The string "views" appears in some lines of the data. Report how many, with no other words.

*Input data*
/---

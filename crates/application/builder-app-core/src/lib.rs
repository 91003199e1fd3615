pub mod app_core;
pub mod domain;
pub mod kernel;
pub mod persistence;
pub mod ports;
pub mod sources;
pub mod viewmodel;
pub mod views;

pub use app_core::*;
pub use builder_core::{Project, ProjectIdent};
pub use domain::{AppState, ClientSettings, Route};
pub use kernel::{AppKernel, WakeHook};
pub use ports::*;
pub use views::{ProjectsView, ViewPhase};
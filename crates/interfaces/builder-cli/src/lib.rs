pub mod commands;

use std::path::PathBuf;

/// Where the `projects` command reads its list from.
#[derive(Debug, Clone)]
pub enum ProjectsFrom {
    Depot(String),
    File(PathBuf),
}
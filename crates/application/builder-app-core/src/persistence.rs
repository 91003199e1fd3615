use crate::domain::ClientSettings;
use crate::ports::SettingsRepo;
use anyhow::{Context, Result};
use directories::ProjectDirs;
use std::fs;
use std::io::Write;
use std::path::{Path, PathBuf};

const QUALIFIER: &str = "sh";
const ORG: &str = "builder";
const APP: &str = "builder";

/// Settings stored as `settings.json` in the platform config directory, or
/// under an explicit root.
pub struct FilePersistence {
    root: Option<PathBuf>,
}

impl Default for FilePersistence {
    fn default() -> Self {
        Self::new()
    }
}

impl FilePersistence {
    pub fn new() -> Self {
        Self { root: None }
    }

    pub fn with_root(root: impl Into<PathBuf>) -> Self {
        Self {
            root: Some(root.into()),
        }
    }

    fn config_dir(&self) -> Result<PathBuf> {
        let config_dir = match &self.root {
            Some(root) => root.clone(),
            None => ProjectDirs::from(QUALIFIER, ORG, APP)
                .ok_or_else(|| anyhow::anyhow!("Could not determine config directory"))?
                .config_dir()
                .to_path_buf(),
        };

        if !config_dir.exists() {
            fs::create_dir_all(&config_dir).with_context(|| {
                format!("Failed to create config dir {}", config_dir.display())
            })?;
        }
        Ok(config_dir)
    }

    pub fn settings_path(&self) -> Result<PathBuf> {
        Ok(self.config_dir()?.join("settings.json"))
    }

    pub fn load_settings(&self) -> Result<ClientSettings> {
        let path = self.settings_path()?;
        if !path.exists() {
            return Ok(ClientSettings::default());
        }
        let content = fs::read_to_string(&path).context("Failed to read settings")?;
        let settings: ClientSettings = serde_json::from_str(&content)?;
        Ok(settings)
    }

    pub fn save_settings(&self, settings: &ClientSettings) -> Result<()> {
        let path = self.settings_path()?;
        let json = serde_json::to_string_pretty(settings)?;
        atomic_write(&path, json.as_bytes()).context("Failed to write settings")?;
        Ok(())
    }
}

impl SettingsRepo for FilePersistence {
    fn load(&self) -> Result<ClientSettings> {
        self.load_settings()
    }

    fn save(&self, settings: &ClientSettings) -> Result<()> {
        self.save_settings(settings)
    }
}

fn atomic_write(path: &Path, contents: &[u8]) -> Result<()> {
    let tmp_path = {
        let mut name = path.as_os_str().to_os_string();
        name.push(".tmp");
        PathBuf::from(name)
    };

    let mut file = fs::File::create(&tmp_path)
        .with_context(|| format!("Failed to create temp file {}", tmp_path.display()))?;

    file.write_all(contents)
        .with_context(|| format!("Failed to write temp file {}", tmp_path.display()))?;
    file.sync_all()
        .with_context(|| format!("Failed to sync temp file {}", tmp_path.display()))?;
    drop(file);

    match fs::rename(&tmp_path, path) {
        Ok(()) => {}
        Err(e) if e.kind() == std::io::ErrorKind::AlreadyExists => {
            fs::remove_file(path).ok();
            fs::rename(&tmp_path, path).with_context(|| {
                format!("Failed to replace destination file {}", path.display())
            })?;
        }
        Err(e) => {
            return Err(e).with_context(|| {
                format!(
                    "Failed to rename temp file {} to {}",
                    tmp_path.display(),
                    path.display()
                )
            });
        }
    }

    Ok(())
}
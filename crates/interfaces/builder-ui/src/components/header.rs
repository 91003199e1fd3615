use crate::theme::*;
use crate::utils::{cmd_button, ButtonVariant};
use eframe::egui;
use egui_taffy::bg::simple::{TuiBackground, TuiBuilderLogicWithBackground};
use egui_taffy::taffy::prelude::{length, percent};
use egui_taffy::{taffy, TuiBuilderLogic};

pub struct HeaderResponse {
    pub home_clicked: bool,
    pub slack_clicked: bool,
}

pub fn draw<'a>(tui: impl TuiBuilderLogic<'a>) -> HeaderResponse {
    let mut resp = HeaderResponse {
        home_clicked: false,
        slack_clicked: false,
    };

    tui.style(taffy::Style {
        flex_direction: taffy::FlexDirection::Row,
        justify_content: Some(taffy::JustifyContent::SpaceBetween),
        align_items: Some(taffy::AlignItems::Center),
        padding: length(8.0),
        size: taffy::Size {
            width: percent(1.),
            height: percent(1.),
        },
        ..Default::default()
    })
    .bg_add(
        TuiBackground::new()
            .with_background_color(COL_BG)
            .with_border_color(COL_BORDER)
            .with_border_width(1.0),
        |tui| {
            let home = tui.ui(|ui| {
                ui.add(
                    egui::Label::new(
                        egui::RichText::new("BUILDER")
                            .size(16.0)
                            .extra_letter_spacing(2.0)
                            .strong()
                            .color(COL_ACCENT),
                    )
                    .sense(egui::Sense::click()),
                )
            });
            resp.home_clicked = home.clicked();

            if tui
                .ui(|ui| cmd_button(ui, "Join us on Slack", ButtonVariant::Slack, true))
                .clicked()
            {
                resp.slack_clicked = true;
            }
        },
    );

    resp
}
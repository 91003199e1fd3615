use serde::{Deserialize, Serialize};

use crate::domain::Route;

/// A request for a state transition, submitted through [`StateStore::dispatch`].
///
/// [`StateStore::dispatch`]: super::StateStore::dispatch
#[derive(Debug, Clone, PartialEq, Eq, Serialize, Deserialize)]
#[serde(tag = "type", content = "payload", rename_all = "SCREAMING_SNAKE_CASE")]
pub enum Action {
    FetchProjects,
    Navigate(Route),
}

impl Action {
    pub const FETCH_PROJECTS: &'static str = "FETCH_PROJECTS";
    pub const NAVIGATE: &'static str = "NAVIGATE";

    /// Wire discriminator, as found in the `type` field.
    pub fn kind(&self) -> &'static str {
        match self {
            Action::FetchProjects => Self::FETCH_PROJECTS,
            Action::Navigate(_) => Self::NAVIGATE,
        }
    }
}

#[cfg(test)]
mod tests {
    use super::*;
    use builder_core::ProjectIdent;

    #[test]
    fn fetch_projects_serializes_with_type_discriminator() {
        let json = serde_json::to_value(Action::FetchProjects).unwrap();
        assert_eq!(json, serde_json::json!({ "type": "FETCH_PROJECTS" }));
        assert_eq!(Action::FetchProjects.kind(), "FETCH_PROJECTS");
    }

    #[test]
    fn navigate_carries_symbolic_route() {
        let action = Action::Navigate(Route::ProjectCreate);
        let json = serde_json::to_value(&action).unwrap();
        assert_eq!(
            json,
            serde_json::json!({ "type": "NAVIGATE", "payload": "ProjectCreate" })
        );

        let back: Action = serde_json::from_value(json).unwrap();
        assert_eq!(back, action);

        let detail = Action::Navigate(Route::Project(ProjectIdent::new("core", "redis")));
        assert_eq!(detail.kind(), Action::NAVIGATE);
    }
}
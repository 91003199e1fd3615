use crate::theme::*;
use eframe::egui;
use egui_taffy::bg::simple::{TuiBackground, TuiBuilderLogicWithBackground};
use egui_taffy::taffy::prelude::{auto, length, percent};
use egui_taffy::{taffy, TuiBuilderLogic};

/// Full-width page title band.
pub fn draw<'a>(tui: impl TuiBuilderLogic<'a>, title: &str, subtitle: Option<&str>) {
    tui.style(taffy::Style {
        flex_direction: taffy::FlexDirection::Column,
        justify_content: Some(taffy::JustifyContent::Center),
        padding: length(BODY_PADDING / 2.0),
        gap: length(2.0),
        flex_shrink: 0.0,
        size: taffy::Size {
            width: percent(1.),
            height: auto(),
        },
        min_size: taffy::Size {
            width: percent(1.),
            height: length(TITLE_BAND_HEIGHT),
        },
        ..Default::default()
    })
    .bg_add(
        TuiBackground::new().with_background_color(COL_TITLE_BAND),
        |tui| {
            tui.label(
                egui::RichText::new(title)
                    .size(22.0)
                    .strong()
                    .color(COL_TITLE_TEXT),
            );
            if let Some(sub) = subtitle {
                tui.label(
                    egui::RichText::new(sub)
                        .size(12.0)
                        .color(COL_TITLE_TEXT.linear_multiply(0.7)),
                );
            }
        },
    );
}
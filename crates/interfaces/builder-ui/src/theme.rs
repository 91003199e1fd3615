use eframe::egui::{self, Color32, FontFamily, FontId, Stroke, TextStyle, Visuals};

// Palette from the site stylesheet
pub const COL_BG: Color32 = Color32::from_rgb(255, 255, 255);
pub const COL_BG_DARK: Color32 = Color32::from_rgb(245, 247, 250);
pub const COL_BORDER: Color32 = Color32::from_rgb(221, 225, 230);
pub const COL_TEXT: Color32 = Color32::from_rgb(38, 50, 56);
pub const COL_TEXT_DIM: Color32 = Color32::from_rgb(120, 132, 140);
pub const COL_ACCENT: Color32 = Color32::from_rgb(255, 144, 18);
pub const COL_LINK: Color32 = Color32::from_rgb(33, 150, 211);
pub const COL_DANGER: Color32 = Color32::from_rgb(211, 47, 47);

// Page title band
pub const COL_TITLE_BAND: Color32 = Color32::from_rgb(44, 62, 80);
pub const COL_TITLE_TEXT: Color32 = Color32::from_rgb(255, 255, 255);
pub const TITLE_BAND_HEIGHT: f32 = 56.0;

// Floating tip callout
pub const COL_TIP_BG: Color32 = Color32::from_rgb(255, 248, 225);
pub const COL_TIP_BORDER: Color32 = Color32::from_rgb(255, 213, 79);

// Code blocks
pub const COL_CODE_BG: Color32 = Color32::from_rgb(39, 40, 34);
pub const COL_CODE_TEXT: Color32 = Color32::from_rgb(248, 248, 242);

// Branded chat button
pub const COL_SLACK: Color32 = Color32::from_rgb(74, 21, 75);

pub const BODY_PADDING: f32 = 24.0;

pub fn setup(ctx: &egui::Context) {
    let mut visuals = Visuals::light();
    visuals.window_fill = COL_BG;
    visuals.panel_fill = COL_BG;
    visuals.hyperlink_color = COL_LINK;

    visuals.widgets.noninteractive.bg_stroke = Stroke::new(1.0, COL_BORDER);
    visuals.widgets.noninteractive.fg_stroke = Stroke::new(1.0, COL_TEXT);
    visuals.widgets.inactive.bg_fill = COL_BG_DARK;
    visuals.widgets.inactive.fg_stroke = Stroke::new(1.0, COL_TEXT);

    visuals.widgets.hovered.bg_fill = COL_ACCENT.linear_multiply(0.1);
    visuals.widgets.hovered.bg_stroke = Stroke::new(1.0, COL_ACCENT);

    visuals.widgets.active.bg_fill = COL_ACCENT;
    visuals.widgets.active.fg_stroke = Stroke::new(1.0, COL_BG);

    visuals.selection.bg_fill = COL_ACCENT.linear_multiply(0.3);
    visuals.selection.stroke = Stroke::new(1.0, COL_ACCENT);

    ctx.set_visuals(visuals);

    let mut style = (*ctx.style()).clone();
    style.text_styles = [
        (TextStyle::Heading, FontId::new(22.0, FontFamily::Proportional)),
        (TextStyle::Body, FontId::new(14.0, FontFamily::Proportional)),
        (
            TextStyle::Monospace,
            FontId::new(12.0, FontFamily::Monospace),
        ),
        (TextStyle::Button, FontId::new(13.0, FontFamily::Proportional)),
        (TextStyle::Small, FontId::new(11.0, FontFamily::Proportional)),
    ]
    .into();

    style.spacing.item_spacing = egui::vec2(8.0, 8.0);
    style.spacing.window_margin = egui::Margin::same(0);
    style.visuals.button_frame = true;

    ctx.set_style(style);
}
use std::fmt::Write as _;

use builder_core::Project;

use crate::domain::Route;

pub const PROJECTS_TITLE: &str = "Projects";
pub const EMPTY_STATE_MESSAGE: &str = "You don't have any projects yet.";
pub const EMPTY_STATE_CALL_TO_ACTION: &str = "Why not create one?";
pub const CREATE_PROJECT_LABEL: &str = "New Project";

#[derive(Debug, Clone, PartialEq, Eq)]
pub struct LinkVm {
    pub label: String,
    pub route: Route,
}

impl LinkVm {
    fn new(label: impl Into<String>, route: Route) -> Self {
        Self {
            label: label.into(),
            route,
        }
    }
}

#[derive(Debug, Clone, PartialEq, Eq)]
pub struct EmptyStateVm {
    pub message: String,
    pub call_to_action: LinkVm,
}

#[derive(Debug, Clone, PartialEq, Eq)]
pub struct ProjectListItemVm {
    pub derivation: String,
    pub name: String,
    pub label: String,
    pub link: LinkVm,
}

impl From<&Project> for ProjectListItemVm {
    fn from(p: &Project) -> Self {
        let label = p.display_label();
        Self {
            derivation: p.derivation.clone(),
            name: p.name.clone(),
            link: LinkVm::new(label.clone(), Route::Project(p.ident())),
            label,
        }
    }
}

#[derive(Debug, Clone, PartialEq, Eq)]
pub enum ProjectsBody {
    Empty(EmptyStateVm),
    List(Vec<ProjectListItemVm>),
}

/// Everything the projects screen shows for one render pass.
#[derive(Debug, Clone, PartialEq, Eq)]
pub struct ProjectsViewVm {
    pub title: &'static str,
    pub body: ProjectsBody,
    pub create_link: LinkVm,
}

impl ProjectsViewVm {
    pub fn items(&self) -> &[ProjectListItemVm] {
        match &self.body {
            ProjectsBody::Empty(_) => &[],
            ProjectsBody::List(items) => items.as_slice(),
        }
    }

    pub fn is_empty(&self) -> bool {
        matches!(self.body, ProjectsBody::Empty(_))
    }

    /// Plain-text rendering for terminals.
    pub fn to_text(&self) -> String {
        let mut out = String::new();
        let _ = writeln!(out, "{}", self.title);
        match &self.body {
            ProjectsBody::Empty(empty) => {
                let _ = writeln!(
                    out,
                    "  {} {} [{}]",
                    empty.message,
                    empty.call_to_action.label,
                    empty.call_to_action.route.name()
                );
            }
            ProjectsBody::List(items) => {
                for item in items {
                    let _ = writeln!(out, "  {}", item.label);
                }
            }
        }
        let _ = writeln!(
            out,
            "{} [{}]",
            self.create_link.label,
            self.create_link.route.name()
        );
        out
    }
}

pub fn projects_view_vm(projects: &[Project]) -> ProjectsViewVm {
    let body = if projects.is_empty() {
        ProjectsBody::Empty(EmptyStateVm {
            message: EMPTY_STATE_MESSAGE.to_string(),
            call_to_action: LinkVm::new(EMPTY_STATE_CALL_TO_ACTION, Route::ProjectCreate),
        })
    } else {
        ProjectsBody::List(projects.iter().map(ProjectListItemVm::from).collect())
    };

    ProjectsViewVm {
        title: PROJECTS_TITLE,
        body,
        create_link: LinkVm::new(CREATE_PROJECT_LABEL, Route::ProjectCreate),
    }
}
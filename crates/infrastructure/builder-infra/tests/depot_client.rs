use std::net::SocketAddr;
use std::time::Duration;

use axum::{http::StatusCode, routing::get, Router};
use builder_core::Project;
use builder_infra::{default_http_client, DepotClient, DepotError};

async fn start_mock_depot(router: Router) -> (SocketAddr, tokio::task::JoinHandle<()>) {
    let listener = tokio::net::TcpListener::bind("127.0.0.1:0").await.unwrap();
    let addr = listener.local_addr().unwrap();
    let handle = tokio::spawn(async move {
        axum::serve(listener, router).await.unwrap();
    });
    (addr, handle)
}

fn depot(addr: SocketAddr) -> DepotClient {
    let client = default_http_client(Duration::from_secs(5)).unwrap();
    DepotClient::new(client, &format!("http://{addr}/v1")).unwrap()
}

#[tokio::test]
async fn lists_projects_in_depot_order() {
    let router = Router::new().route(
        "/v1/projects",
        get(|| async {
            r#"[{"derivation":"core","name":"redis"},{"derivation":"acme","name":"api"}]"#
        }),
    );
    let (addr, server) = start_mock_depot(router).await;

    let projects = depot(addr).list_projects().await.expect("list projects");
    assert_eq!(
        projects,
        vec![Project::new("core", "redis"), Project::new("acme", "api")]
    );

    server.abort();
}

#[tokio::test]
async fn non_success_status_is_reported() {
    let router = Router::new().route(
        "/v1/projects",
        get(|| async { (StatusCode::SERVICE_UNAVAILABLE, "down") }),
    );
    let (addr, server) = start_mock_depot(router).await;

    let err = depot(addr).list_projects().await.unwrap_err();
    assert!(matches!(err, DepotError::Status { status: 503, .. }));

    server.abort();
}

#[tokio::test]
async fn malformed_body_is_a_decode_error() {
    let router = Router::new().route("/v1/projects", get(|| async { "not json" }));
    let (addr, server) = start_mock_depot(router).await;

    let err = depot(addr).list_projects().await.unwrap_err();
    assert!(matches!(err, DepotError::Decode { .. }));

    server.abort();
}
mod app;
mod components;
mod screens;
mod theme;
mod utils;

use builder_app_core::app_core::AppStore;
use builder_app_core::persistence::FilePersistence;
use builder_app_core::ports::ProjectsSource;
use builder_app_core::sources::HttpProjectsSource;
use builder_app_core::{AppKernel, ClientSettings};
use tracing_subscriber::{EnvFilter, FmtSubscriber};

fn setup_logging() {
    let filter = EnvFilter::try_from_default_env().unwrap_or_else(|_| EnvFilter::new("info"));
    let subscriber = FmtSubscriber::builder().with_env_filter(filter).finish();
    let _ = tracing::subscriber::set_global_default(subscriber);
}

fn load_settings() -> ClientSettings {
    match FilePersistence::new().load_settings() {
        Ok(s) => s.with_env_override(),
        Err(e) => {
            tracing::error!("Failed to load settings: {e:#}");
            ClientSettings::default().with_env_override()
        }
    }
}

pub fn run() -> eframe::Result<()> {
    setup_logging();

    let options = eframe::NativeOptions {
        viewport: eframe::egui::ViewportBuilder::default()
            .with_inner_size([900.0, 640.0])
            .with_min_inner_size([600.0, 400.0])
            .with_title("Builder"),
        ..Default::default()
    };

    eframe::run_native(
        "Builder",
        options,
        Box::new(|cc| {
            theme::setup(&cc.egui_ctx);

            let settings = load_settings();
            tracing::info!("Using depot {}", settings.depot_url);
            let source: Box<dyn ProjectsSource> = Box::new(HttpProjectsSource::new(&settings)?);
            let repaint = cc.egui_ctx.clone();
            let kernel = AppKernel::new(AppStore::default(), source)
                .with_wake_hook(move || repaint.request_repaint());

            Ok(Box::new(app::BuilderUiApp::new(kernel)))
        }),
    )
}
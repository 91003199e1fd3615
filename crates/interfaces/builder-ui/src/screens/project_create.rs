use builder_app_core::{ProjectIdent, Route};
use crate::components::{code_block, forms, tip, title_band};
use crate::theme::*;
use crate::utils::{cmd_button, ButtonVariant};
use egui_taffy::taffy::prelude::{auto, length, percent};
use egui_taffy::{taffy, TuiBuilderLogic};

/// Project creation form. Validates the identifier locally; the depot owns
/// the actual creation.
pub fn draw<'a>(tui: impl TuiBuilderLogic<'a>, draft: &mut String) -> Option<Route> {
    let mut navigate = None;
    let parsed = draft.parse::<ProjectIdent>();
    let error = match &parsed {
        Err(e) if !draft.trim().is_empty() => Some(e.to_string()),
        _ => None,
    };

    tui.style(taffy::Style {
        flex_direction: taffy::FlexDirection::Column,
        gap: length(12.0),
        size: percent(1.),
        ..Default::default()
    })
    .add(|tui| {
        title_band::draw(&mut *tui, "Create Project", None);

        tui.style(taffy::Style {
            flex_direction: taffy::FlexDirection::Column,
            gap: length(8.0),
            padding: length(BODY_PADDING),
            size: taffy::Size {
                width: percent(1.),
                height: auto(),
            },
            ..Default::default()
        })
        .add(|tui| {
            tip::draw(
                &mut *tui,
                "Projects are named derivation/name, for example core/redis.",
            );

            forms::text_field(
                &mut *tui,
                "PROJECT",
                draft,
                "derivation/name",
                error.as_deref(),
            );

            if let Ok(ident) = &parsed {
                code_block::draw(&mut *tui, &format!("project = \"{ident}\""));
            }

            tui.style(taffy::Style {
                flex_direction: taffy::FlexDirection::Row,
                gap: length(8.0),
                ..Default::default()
            })
            .add(|tui| {
                let valid = parsed.is_ok();
                if tui
                    .ui(|ui| cmd_button(ui, "Continue", ButtonVariant::Primary, valid))
                    .clicked()
                {
                    if let Ok(ident) = &parsed {
                        navigate = Some(Route::Project(ident.clone()));
                    }
                }
                if tui
                    .ui(|ui| cmd_button(ui, "Cancel", ButtonVariant::Outline, true))
                    .clicked()
                {
                    navigate = Some(Route::Projects);
                }
            });
        });
    });

    navigate
}
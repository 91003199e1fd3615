use crate::domain::AppState;

use super::events::DomainEvent;

pub fn reduce(mut state: AppState, ev: DomainEvent) -> AppState {
    match ev {
        DomainEvent::ProjectsLoaded(projects) => state.projects = projects,

        // The slice carries no error or loading flag; a failed fetch keeps
        // whatever the store already holds.
        DomainEvent::ProjectsFetchFailed { .. } => {}

        DomainEvent::RouteChanged(r) => state.route = r,
    }
    state
}
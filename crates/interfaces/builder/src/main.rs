#![cfg_attr(not(debug_assertions), windows_subsystem = "windows")]

fn main() {
    if let Err(err) = builder_ui::run() {
        eprintln!("Builder failed: {err}");
        std::process::exit(1);
    }
}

\---

*Result of the exercise*
2